The review of SE-0189: Restrict Cross-module Struct Initializers has begun and runs through November 21st, 2017.

Adding a property to a public struct in Swift ought to not be a source-breaking change. However, a client in another target can currently extend a struct with a new initializer that directly initializes the struct’s fields. This proposal forbids that, requiring any cross-target initializers to use self.init(...) or assign to self instead.
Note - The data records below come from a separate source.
use alloc::sync::{Arc, Weak};
use core::fmt;
use std::sync::OnceLock;

use arc_swap::ArcSwapOption;
use vc_token::TokenSink;

use crate::codec::{EncodeContext, Encoder};
use crate::error::BindError;
use crate::provider::{CodecFamily, Provider};
use crate::types::{TypeDescriptor, TypeKind};
use crate::value::Value;

// -----------------------------------------------------------------------------
// CodecSlot

/// A resolved nested codec.
///
/// Codecs that were still being built when the slot was filled are held
/// weakly: the provider cache owns them, and a strong reference would form a
/// cycle. If the cache was flushed since, the slot resolves the type again.
pub enum CodecSlot<C: ?Sized> {
    Strong(Arc<C>),
    Cyclic { codec: Weak<C>, ty: TypeDescriptor },
}

impl<C: CodecFamily + ?Sized> CodecSlot<C> {
    pub fn get(&self, provider: &Provider) -> Result<Arc<C>, BindError> {
        match self {
            Self::Strong(codec) => Ok(codec.clone()),
            Self::Cyclic { codec, ty } => match codec.upgrade() {
                Some(codec) => Ok(codec),
                None => C::resolve(provider, ty),
            },
        }
    }
}

impl<C: ?Sized> CodecSlot<C> {
    #[inline]
    pub fn is_cyclic(&self) -> bool {
        matches!(self, Self::Cyclic { .. })
    }
}

impl<C: ?Sized> fmt::Debug for CodecSlot<C> {
    fn fmt(&self, f: &mut fmt::Formatter<'_>) -> fmt::Result {
        match self {
            Self::Strong(_) => f.write_str("CodecSlot::Strong"),
            Self::Cyclic { ty, .. } => write!(f, "CodecSlot::Cyclic({ty})"),
        }
    }
}

// -----------------------------------------------------------------------------
// LinkedCodec

/// A nested codec filled in during the link phase.
pub struct LinkedCodec<C: ?Sized> {
    ty: TypeDescriptor,
    slot: OnceLock<CodecSlot<C>>,
}

impl<C: CodecFamily + ?Sized> LinkedCodec<C> {
    /// An unlinked codec for `ty`.
    #[inline]
    pub fn new(ty: TypeDescriptor) -> Self {
        Self {
            ty,
            slot: OnceLock::new(),
        }
    }

    /// A codec fixed up front, e.g. by an explicit override.
    pub fn with_codec(ty: TypeDescriptor, codec: Arc<C>) -> Self {
        let slot = OnceLock::new();
        let _ = slot.set(CodecSlot::Strong(codec));
        Self { ty, slot }
    }

    #[inline]
    pub fn descriptor(&self) -> &TypeDescriptor {
        &self.ty
    }

    #[inline]
    pub fn is_linked(&self) -> bool {
        self.slot.get().is_some()
    }

    /// Resolves the codec through `provider`, once.
    pub fn link(&self, provider: &Provider) -> Result<(), BindError> {
        if self.slot.get().is_none() {
            let slot = C::resolve_slot(provider, &self.ty)?;
            // A concurrent link stored an equivalent slot.
            let _ = self.slot.set(slot);
        }
        Ok(())
    }

    /// The codec, resolving it on the spot when unlinked.
    #[inline]
    pub fn get(&self, provider: &Provider) -> Result<Arc<C>, BindError> {
        match self.slot.get() {
            Some(slot) => slot.get(provider),
            None => C::resolve(provider, &self.ty),
        }
    }
}

impl<C: ?Sized> fmt::Debug for LinkedCodec<C> {
    fn fmt(&self, f: &mut fmt::Formatter<'_>) -> fmt::Result {
        f.debug_struct("LinkedCodec")
            .field("ty", &self.ty)
            .field("slot", &self.slot.get())
            .finish()
    }
}

// -----------------------------------------------------------------------------
// MonomorphicCache

enum EncoderRef {
    Strong(Arc<dyn Encoder>),
    Weak(Weak<dyn Encoder>),
}

struct CacheEntry {
    ty: TypeDescriptor,
    encoder: EncoderRef,
}

/// Single-slot memo of "last runtime type → encoder".
///
/// Homogeneous sequences hit the slot on every element after the first;
/// a type change replaces the slot. Encoders owned by the provider cache
/// are held weakly.
#[derive(Default)]
pub struct MonomorphicCache {
    entry: ArcSwapOption<CacheEntry>,
}

impl MonomorphicCache {
    #[inline]
    pub fn new() -> Self {
        Self::default()
    }

    /// The encoder for runtime type `ty`.
    pub fn get(&self, ty: &TypeDescriptor, provider: &Provider) -> Result<Arc<dyn Encoder>, BindError> {
        if let Some(entry) = self.entry.load().as_ref()
            && entry.ty == *ty
        {
            let encoder = match &entry.encoder {
                EncoderRef::Strong(encoder) => Some(encoder.clone()),
                EncoderRef::Weak(encoder) => encoder.upgrade(),
            };
            if let Some(encoder) = encoder {
                return Ok(encoder);
            }
        }

        log::trace!("inline cache miss for `{ty}`");
        let encoder = provider.resolve_encoder(ty)?;
        let held = if encoder.kind().is_cached() {
            EncoderRef::Weak(Arc::downgrade(&encoder))
        } else {
            EncoderRef::Strong(encoder.clone())
        };
        self.entry.store(Some(Arc::new(CacheEntry {
            ty: ty.clone(),
            encoder: held,
        })));
        Ok(encoder)
    }

    /// The runtime type currently memoized.
    pub fn cached_type(&self) -> Option<TypeDescriptor> {
        self.entry.load().as_ref().map(|entry| entry.ty.clone())
    }
}

impl fmt::Debug for MonomorphicCache {
    fn fmt(&self, f: &mut fmt::Formatter<'_>) -> fmt::Result {
        f.debug_struct("MonomorphicCache")
            .field("ty", &self.cached_type())
            .finish()
    }
}

// -----------------------------------------------------------------------------
// ValueWriter

/// Writes values of one declared type.
///
/// Concrete declarations resolve their encoder once, at link time. `Any`
/// and abstract declarations dispatch on each value's runtime type through a
/// [`MonomorphicCache`]; abstract ones also write the type id.
#[derive(Debug)]
pub enum ValueWriter {
    Static(LinkedCodec<dyn Encoder>),
    Dynamic {
        declared: TypeDescriptor,
        cache: MonomorphicCache,
    },
}

impl ValueWriter {
    pub fn for_type(ty: TypeDescriptor) -> Self {
        if ty.is_concrete() {
            Self::Static(LinkedCodec::new(ty))
        } else {
            Self::Dynamic {
                declared: ty,
                cache: MonomorphicCache::new(),
            }
        }
    }

    /// A writer fixed to `encoder`.
    #[inline]
    pub fn with_encoder(ty: TypeDescriptor, encoder: Arc<dyn Encoder>) -> Self {
        Self::Static(LinkedCodec::with_codec(ty, encoder))
    }

    pub fn declared(&self) -> &TypeDescriptor {
        match self {
            Self::Static(codec) => codec.descriptor(),
            Self::Dynamic { declared, .. } => declared,
        }
    }

    #[inline]
    pub fn link(&self, provider: &Provider) -> Result<(), BindError> {
        match self {
            Self::Static(codec) => codec.link(provider),
            Self::Dynamic { .. } => Ok(()),
        }
    }

    /// Whether `value` is empty according to its encoder.
    pub fn is_empty(&self, value: &Value, ctx: &EncodeContext<'_>) -> Result<bool, BindError> {
        match self {
            Self::Static(codec) if !value.is_null() => {
                Ok(codec.get(ctx.provider())?.is_empty(value))
            }
            _ => Ok(value.is_empty()),
        }
    }

    pub fn write(
        &self,
        value: &Value,
        sink: &mut dyn TokenSink,
        ctx: &EncodeContext<'_>,
    ) -> Result<(), BindError> {
        if value.is_null() {
            return ctx.write_null(sink);
        }
        match self {
            Self::Static(codec) => codec.get(ctx.provider())?.encode(value, sink, ctx),
            Self::Dynamic { declared, cache } => {
                let runtime = value.runtime_descriptor();
                let encoder = cache.get(&runtime, ctx.provider())?;
                let tagged = declared.kind() == TypeKind::Abstract
                    && matches!(value, Value::Object(_) | Value::Enum(_));
                if tagged {
                    let tag = ctx.provider().type_tag(declared, &runtime)?;
                    encoder.encode_with_type_tag(value, sink, ctx, &tag)
                } else {
                    encoder.encode(value, sink, ctx)
                }
            }
        }
    }
}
This matches an existing restriction for classes, where cross-module initializers must be convenience initializers.

Mailing lists

Nicole Jacque is seeking volunteers to join a workgroup that aims to “discuss and create a plan for the structure for the Discourse-based forum.” If you have ideas for how online discussions of Swift should take place, please consider volunteering!

Chris Lattner pitched adding user-defined dynamically “callable” types, as part of a series of ideas he has around helping Swift interoperate with dynamic languages such as Python.

Brian Gesiak sent an email summarizing the current state of Swift compile time debugging options such as -debug-time-function-bodies, and asked whether anyone had suggestions for future work in this area. He also opened a pull request to fix an issue he mentioned in the email.

Joe Groff sent an email summarizing how the compiler generates type metadata records, and what implications that has for ABI stability. His email also suggests areas to change.

Joe Groff proposed generalizing the nominal type descriptor data emitted as part of Swift modules’ type metadata, into something he calls “context descriptors.”

Following up on his pull request adding a representation for coroutines in SIL, which last week’s issue of the weekly covered, John McCall sent a proposal for how to represent coroutine types in the Swift AST. His proposal hints at how coroutines will be gradually introduced into Swift’s syntax:

Only special kinds of declarations can be coroutines. In the first stage, that will exclusively be read/modify accessors; eventually we will add generators, but maybe not in Swift 5.

Last week’s issue of the weekly mentioned that Erik Eckstein proposed deprecating the -Ounchecked Swift compiler option. That conversation pivoted into a discussion on whether compiler flags are subject to the Swift Evolution process of community review. This week, Ted Kremenek weighed in to make the case that they are in some cases, and this is one such case. Sounds like we may see a proposal to remove -Ounchecked soon – the first Swift Evolution proposal related to compiler flags.

Swift is capable of running on many platforms outside of just macOS and Linux, but those are the only platforms that are built and tested by the Swift project’s continuous integration bots. Back in September 2016, Ted Kremenek mentioned that support for other platforms would be added, and the clearest estimate of when that was provided on the mailing list was “soon”. This week, Ted mentioned that the feature was tentatively planned for December 2017, but no official announcement has yet been made.

Finally

I didn’t think you could get “real work” done on an iPad, but this photo gave me paws.